### INPUT MATERIAL
· · · · · · ·

//! JSONL file writer for vote audit events.
//!
//! Each [`AuditEvent`] is serialized as a single JSON line with a `type`
//! field and `timestamp`, appended to the file via a buffered writer. The
//! file is opened in append mode so one trail spans many runs.

use poker_application::{AuditEvent, VoteAuditLog};
use std::fs::{File, OpenOptions};
use std::io::{BufWriter, Write};
use std::path::{Path, PathBuf};
use std::sync::Mutex;
use tracing::warn;

/// Vote audit log that writes one JSON object per line.
///
/// Thread-safe via `Mutex<BufWriter<File>>`. Flushes after every event and
/// on `Drop`.
pub struct JsonlVoteAuditLog {
    writer: Mutex<BufWriter<File>>,
    path: PathBuf,
}

impl JsonlVoteAuditLog {
    /// Open (or create) the audit file at `path`.
    ///
    /// Creates parent directories if needed. Returns `None` if the file
    /// cannot be opened; callers fall back to no auditing.
    pub fn new(path: impl AsRef<Path>) -> Option<Self> {
        let path = path.as_ref();

        if let Some(parent) = path.parent()
            && !parent.as_os_str().is_empty()
            && let Err(e) = std::fs::create_dir_all(parent)
        {
            warn!(
                "Could not create audit log directory {}: {}",
                parent.display(),
                e
            );
            return None;
        }

        let file = match OpenOptions::new().create(true).append(true).open(path) {
            Ok(f) => f,
            Err(e) => {
                warn!("Could not open audit log {}: {}", path.display(), e);
                return None;
            }
        };

        Some(Self {
            writer: Mutex::new(BufWriter::new(file)),
            path: path.to_path_buf(),
        })
    }

    pub fn path(&self) -> &Path {
        &self.path
    }
}

impl VoteAuditLog for JsonlVoteAuditLog {
    fn log(&self, event: AuditEvent) {
        let timestamp = chrono::Utc::now().to_rfc3339_opts(chrono::SecondsFormat::Millis, true);

        let record = if let serde_json::Value::Object(mut map) = event.payload {
            map.insert(
                "type".to_string(),
                serde_json::Value::String(event.event_type.to_string()),
            );
            map.insert(
                "timestamp".to_string(),
                serde_json::Value::String(timestamp),
            );
            serde_json::Value::Object(map)
        } else {
            serde_json::json!({
                "type": event.event_type,
                "timestamp": timestamp,
                "data": event.payload,
            })
        };

        let Ok(line) = serde_json::to_string(&record) else {
            return;
        };

        if let Ok(mut writer) = self.writer.lock()
            && let Err(e) = writeln!(writer, "{}", line).and_then(|()| writer.flush())
        {
            warn!("Could not write audit event to {}: {}", self.path.display(), e);
        }
    }
}

impl Drop for JsonlVoteAuditLog {
    fn drop(&mut self) {
        if let Ok(mut writer) = self.writer.lock() {
            let _ = writer.flush();
        }
    }
}
//! Port for the vote audit trail.
//!
//! Defines the [`VoteAuditLog`] trait for recording what happened to a
//! story's rounds (votes, advances, consensus changes) in a structured log.
//!
//! This is separate from `tracing`-based operation logs: tracing handles
//! human-readable diagnostics, while this port keeps a machine-readable
//! record of every state change of the voting engine.

use serde_json::Value;

/// A structured audit event.
pub struct AuditEvent {
    /// Event type identifier (e.g., "vote_recorded", "iteration_advanced").
    pub event_type: &'static str,
    /// JSON payload with event-specific data.
    pub payload: Value,
}

impl AuditEvent {
    pub fn new(event_type: &'static str, payload: Value) -> Self {
        Self {
            event_type,
            payload,
        }
    }
}

/// Port for logging audit events.
///
/// The `log` method is synchronous and non-fallible: a failing audit sink
/// must not fail a vote that was already written.
pub trait VoteAuditLog: Send + Sync {
    fn log(&self, event: AuditEvent);
}

/// No-op implementation for tests and when auditing is disabled.
pub struct NoAuditLog;

impl VoteAuditLog for NoAuditLog {
    fn log(&self, _event: AuditEvent) {}
}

· · · · · · ·

What you return must match the records above exactly, line for line.

### SOLUTION FOR THIS EXERCISE
//! JSONL file writer for vote audit events.
//!
//! Each [`AuditEvent`] is serialized as a single JSON line with a `type`
//! field and `timestamp`, appended to the file via a buffered writer. The
//! file is opened in append mode so one trail spans many runs.

use poker_application::{AuditEvent, VoteAuditLog};
use std::fs::{File, OpenOptions};
use std::io::{BufWriter, Write};
use std::path::{Path, PathBuf};
use std::sync::Mutex;
use tracing::warn;

/// Vote audit log that writes one JSON object per line.
///
/// Thread-safe via `Mutex<BufWriter<File>>`. Flushes after every event and
/// on `Drop`.
pub struct JsonlVoteAuditLog {
    writer: Mutex<BufWriter<File>>,
    path: PathBuf,
}

impl JsonlVoteAuditLog {
    /// Open (or create) the audit file at `path`.
    ///
    /// Creates parent directories if needed. Returns `None` if the file
    /// cannot be opened; callers fall back to no auditing.
    pub fn new(path: impl AsRef<Path>) -> Option<Self> {
        let path = path.as_ref();

        if let Some(parent) = path.parent()
            && !parent.as_os_str().is_empty()
            && let Err(e) = std::fs::create_dir_all(parent)
        {
            warn!(
                "Could not create audit log directory {}: {}",
                parent.display(),
                e
            );
            return None;
        }

        let file = match OpenOptions::new().create(true).append(true).open(path) {
            Ok(f) => f,
            Err(e) => {
                warn!("Could not open audit log {}: {}", path.display(), e);
                return None;
            }
        };

        Some(Self {
            writer: Mutex::new(BufWriter::new(file)),
            path: path.to_path_buf(),
        })
    }

    pub fn path(&self) -> &Path {
        &self.path
    }
}

impl VoteAuditLog for JsonlVoteAuditLog {
    fn log(&self, event: AuditEvent) {
        let timestamp = chrono::Utc::now().to_rfc3339_opts(chrono::SecondsFormat::Millis, true);

        let record = if let serde_json::Value::Object(mut map) = event.payload {
            map.insert(
                "type".to_string(),
                serde_json::Value::String(event.event_type.to_string()),
            );
            map.insert(
                "timestamp".to_string(),
                serde_json::Value::String(timestamp),
            );
            serde_json::Value::Object(map)
        } else {
            serde_json::json!({
                "type": event.event_type,
                "timestamp": timestamp,
                "data": event.payload,
            })
        };

        let Ok(line) = serde_json::to_string(&record) else {
            return;
        };

        if let Ok(mut writer) = self.writer.lock()
            && let Err(e) = writeln!(writer, "{}", line).and_then(|()| writer.flush())
        {
            warn!("Could not write audit event to {}: {}", self.path.display(), e);
        }
    }
}

impl Drop for JsonlVoteAuditLog {
    fn drop(&mut self) {
        if let Ok(mut writer) = self.writer.lock() {
            let _ = writer.flush();
        }
    }
}
//! Port for the vote audit trail.
//!
//! Defines the [`VoteAuditLog`] trait for recording what happened to a
//! story's rounds (votes, advances, consensus changes) in a structured log.
//!
//! This is separate from `tracing`-based operation logs: tracing handles
//! human-readable diagnostics, while this port keeps a machine-readable
//! record of every state change of the voting engine.

use serde_json::Value;

/// A structured audit event.
pub struct AuditEvent {
    /// Event type identifier (e.g., "vote_recorded", "iteration_advanced").
    pub event_type: &'static str,
    /// JSON payload with event-specific data.
    pub payload: Value,
}

impl AuditEvent {
    pub fn new(event_type: &'static str, payload: Value) -> Self {
        Self {
            event_type,
            payload,
        }
    }
}

/// Port for logging audit events.
///
/// The `log` method is synchronous and non-fallible: a failing audit sink
/// must not fail a vote that was already written.
pub trait VoteAuditLog: Send + Sync {
    fn log(&self, event: AuditEvent);
}

/// No-op implementation for tests and when auditing is disabled.
pub struct NoAuditLog;

impl VoteAuditLog for NoAuditLog {
    fn log(&self, _event: AuditEvent) {}
}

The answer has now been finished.